_Instructions for the task_
Where does the word "value" occur in the entries below? Copy every line that has it.

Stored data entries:

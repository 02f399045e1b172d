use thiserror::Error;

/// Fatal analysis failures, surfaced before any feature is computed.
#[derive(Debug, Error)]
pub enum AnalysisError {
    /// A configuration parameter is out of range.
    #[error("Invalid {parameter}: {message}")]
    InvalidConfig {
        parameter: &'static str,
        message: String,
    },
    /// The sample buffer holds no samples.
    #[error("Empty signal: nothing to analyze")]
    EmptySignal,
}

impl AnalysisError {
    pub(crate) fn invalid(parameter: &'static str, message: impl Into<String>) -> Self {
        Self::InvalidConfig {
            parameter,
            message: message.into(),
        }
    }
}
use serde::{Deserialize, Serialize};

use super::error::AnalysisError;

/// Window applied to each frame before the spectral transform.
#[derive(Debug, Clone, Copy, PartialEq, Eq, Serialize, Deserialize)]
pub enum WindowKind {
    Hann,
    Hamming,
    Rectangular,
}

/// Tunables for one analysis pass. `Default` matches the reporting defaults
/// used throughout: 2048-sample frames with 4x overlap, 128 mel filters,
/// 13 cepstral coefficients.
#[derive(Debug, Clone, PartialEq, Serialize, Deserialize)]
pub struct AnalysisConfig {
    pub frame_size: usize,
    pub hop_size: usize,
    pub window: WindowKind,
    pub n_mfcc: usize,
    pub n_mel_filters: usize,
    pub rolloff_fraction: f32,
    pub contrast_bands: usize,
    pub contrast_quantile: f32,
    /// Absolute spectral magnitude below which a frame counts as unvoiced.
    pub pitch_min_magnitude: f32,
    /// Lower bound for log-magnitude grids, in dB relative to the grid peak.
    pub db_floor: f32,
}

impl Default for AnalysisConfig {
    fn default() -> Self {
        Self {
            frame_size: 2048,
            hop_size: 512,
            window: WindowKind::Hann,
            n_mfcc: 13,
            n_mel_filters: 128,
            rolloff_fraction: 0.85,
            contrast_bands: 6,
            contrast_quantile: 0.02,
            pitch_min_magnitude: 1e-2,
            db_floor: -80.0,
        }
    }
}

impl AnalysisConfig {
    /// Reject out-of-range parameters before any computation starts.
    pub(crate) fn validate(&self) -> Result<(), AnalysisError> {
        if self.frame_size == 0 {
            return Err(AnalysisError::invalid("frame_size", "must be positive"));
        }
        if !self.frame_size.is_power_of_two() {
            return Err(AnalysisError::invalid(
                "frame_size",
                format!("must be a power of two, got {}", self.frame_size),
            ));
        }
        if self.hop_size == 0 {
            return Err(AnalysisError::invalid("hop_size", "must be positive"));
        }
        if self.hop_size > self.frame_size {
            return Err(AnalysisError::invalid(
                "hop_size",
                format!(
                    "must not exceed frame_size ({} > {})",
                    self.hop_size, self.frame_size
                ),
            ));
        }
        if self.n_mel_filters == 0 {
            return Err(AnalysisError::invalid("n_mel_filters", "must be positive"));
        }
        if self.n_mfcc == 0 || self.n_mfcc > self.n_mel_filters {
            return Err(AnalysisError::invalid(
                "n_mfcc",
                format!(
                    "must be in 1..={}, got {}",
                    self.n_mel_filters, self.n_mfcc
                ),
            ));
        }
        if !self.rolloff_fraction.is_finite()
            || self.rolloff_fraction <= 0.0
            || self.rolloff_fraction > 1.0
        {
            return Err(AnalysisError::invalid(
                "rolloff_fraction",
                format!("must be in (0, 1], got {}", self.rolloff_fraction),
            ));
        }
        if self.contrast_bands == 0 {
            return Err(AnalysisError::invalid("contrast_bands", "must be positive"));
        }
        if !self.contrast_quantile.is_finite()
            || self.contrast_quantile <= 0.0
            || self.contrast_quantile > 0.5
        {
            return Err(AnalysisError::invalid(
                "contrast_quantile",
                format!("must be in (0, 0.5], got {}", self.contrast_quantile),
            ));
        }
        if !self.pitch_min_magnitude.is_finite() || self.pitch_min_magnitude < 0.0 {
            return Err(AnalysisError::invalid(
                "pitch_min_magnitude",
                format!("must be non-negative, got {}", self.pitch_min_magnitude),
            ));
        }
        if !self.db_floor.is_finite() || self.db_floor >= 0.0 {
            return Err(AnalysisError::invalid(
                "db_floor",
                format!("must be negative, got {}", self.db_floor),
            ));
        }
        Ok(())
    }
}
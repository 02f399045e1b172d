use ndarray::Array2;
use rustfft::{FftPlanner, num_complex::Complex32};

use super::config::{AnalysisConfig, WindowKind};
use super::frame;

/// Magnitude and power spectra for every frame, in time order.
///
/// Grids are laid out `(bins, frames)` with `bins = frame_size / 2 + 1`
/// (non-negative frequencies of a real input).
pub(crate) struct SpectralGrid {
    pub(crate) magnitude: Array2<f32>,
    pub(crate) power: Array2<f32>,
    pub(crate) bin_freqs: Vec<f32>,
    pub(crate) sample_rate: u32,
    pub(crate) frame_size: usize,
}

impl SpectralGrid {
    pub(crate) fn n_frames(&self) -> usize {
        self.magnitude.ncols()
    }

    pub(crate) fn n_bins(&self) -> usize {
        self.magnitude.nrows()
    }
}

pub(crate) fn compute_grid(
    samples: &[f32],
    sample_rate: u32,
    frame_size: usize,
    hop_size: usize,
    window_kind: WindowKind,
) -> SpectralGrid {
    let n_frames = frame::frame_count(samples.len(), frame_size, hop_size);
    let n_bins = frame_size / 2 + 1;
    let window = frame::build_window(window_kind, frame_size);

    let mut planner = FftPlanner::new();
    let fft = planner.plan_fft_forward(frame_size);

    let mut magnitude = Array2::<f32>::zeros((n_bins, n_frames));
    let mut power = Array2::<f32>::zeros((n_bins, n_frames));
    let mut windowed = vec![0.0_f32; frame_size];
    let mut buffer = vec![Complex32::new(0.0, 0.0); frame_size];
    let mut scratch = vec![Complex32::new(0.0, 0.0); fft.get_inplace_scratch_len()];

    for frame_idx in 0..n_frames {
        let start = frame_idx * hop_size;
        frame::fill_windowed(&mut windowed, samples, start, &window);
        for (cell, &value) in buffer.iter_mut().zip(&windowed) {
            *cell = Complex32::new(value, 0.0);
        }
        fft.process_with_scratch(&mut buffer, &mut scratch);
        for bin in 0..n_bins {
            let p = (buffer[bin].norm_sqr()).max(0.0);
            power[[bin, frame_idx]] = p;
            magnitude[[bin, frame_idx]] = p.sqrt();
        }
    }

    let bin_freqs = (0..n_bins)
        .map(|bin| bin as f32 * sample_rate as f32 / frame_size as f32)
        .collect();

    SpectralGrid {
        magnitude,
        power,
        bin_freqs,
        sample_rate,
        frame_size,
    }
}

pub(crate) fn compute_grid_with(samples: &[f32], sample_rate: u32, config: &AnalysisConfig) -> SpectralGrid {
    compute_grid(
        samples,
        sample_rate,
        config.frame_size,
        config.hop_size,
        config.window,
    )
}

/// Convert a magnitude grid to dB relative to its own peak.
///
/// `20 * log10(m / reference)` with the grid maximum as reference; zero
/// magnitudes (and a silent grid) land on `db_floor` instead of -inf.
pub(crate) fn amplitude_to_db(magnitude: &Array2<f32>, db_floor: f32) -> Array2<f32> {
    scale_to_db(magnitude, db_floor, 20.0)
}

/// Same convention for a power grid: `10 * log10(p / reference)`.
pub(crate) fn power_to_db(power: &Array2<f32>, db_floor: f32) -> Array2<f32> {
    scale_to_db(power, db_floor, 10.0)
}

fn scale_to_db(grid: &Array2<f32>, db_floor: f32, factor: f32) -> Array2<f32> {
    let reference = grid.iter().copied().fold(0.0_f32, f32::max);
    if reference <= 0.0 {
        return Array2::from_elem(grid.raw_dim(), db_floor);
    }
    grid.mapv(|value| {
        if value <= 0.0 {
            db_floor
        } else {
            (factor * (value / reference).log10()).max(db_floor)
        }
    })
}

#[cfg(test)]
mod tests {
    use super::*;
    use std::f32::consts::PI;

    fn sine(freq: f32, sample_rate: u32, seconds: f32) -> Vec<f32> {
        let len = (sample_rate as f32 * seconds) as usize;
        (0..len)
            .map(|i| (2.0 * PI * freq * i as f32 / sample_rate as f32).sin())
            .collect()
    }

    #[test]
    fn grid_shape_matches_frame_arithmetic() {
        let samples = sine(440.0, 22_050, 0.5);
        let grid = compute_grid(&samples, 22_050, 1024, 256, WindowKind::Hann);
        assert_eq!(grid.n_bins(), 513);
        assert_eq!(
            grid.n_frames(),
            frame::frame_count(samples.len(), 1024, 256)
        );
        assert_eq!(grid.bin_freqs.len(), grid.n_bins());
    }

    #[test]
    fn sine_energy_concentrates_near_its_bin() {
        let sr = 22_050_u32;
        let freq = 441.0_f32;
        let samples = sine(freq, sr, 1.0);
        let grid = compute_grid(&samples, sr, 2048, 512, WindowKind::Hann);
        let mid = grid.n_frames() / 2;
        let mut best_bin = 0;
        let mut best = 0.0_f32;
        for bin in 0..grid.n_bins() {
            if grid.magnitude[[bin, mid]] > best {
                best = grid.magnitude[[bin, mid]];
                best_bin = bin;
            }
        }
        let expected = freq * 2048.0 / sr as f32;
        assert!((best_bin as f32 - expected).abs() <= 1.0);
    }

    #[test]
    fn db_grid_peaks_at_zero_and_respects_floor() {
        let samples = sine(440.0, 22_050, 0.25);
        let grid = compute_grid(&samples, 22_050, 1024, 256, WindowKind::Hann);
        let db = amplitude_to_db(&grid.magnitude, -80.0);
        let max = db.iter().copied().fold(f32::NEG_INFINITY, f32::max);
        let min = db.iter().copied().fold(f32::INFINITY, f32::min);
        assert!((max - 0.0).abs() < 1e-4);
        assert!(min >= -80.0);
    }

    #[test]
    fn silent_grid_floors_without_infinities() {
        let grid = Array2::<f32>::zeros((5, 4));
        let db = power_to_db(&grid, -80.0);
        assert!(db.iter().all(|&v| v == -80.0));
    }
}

_Response to the exercise_
        for (cell, &value) in buffer.iter_mut().zip(&windowed) {
            *cell = Complex32::new(value, 0.0);
    grid.mapv(|value| {
        if value <= 0.0 {
            (factor * (value / reference).log10()).max(db_floor)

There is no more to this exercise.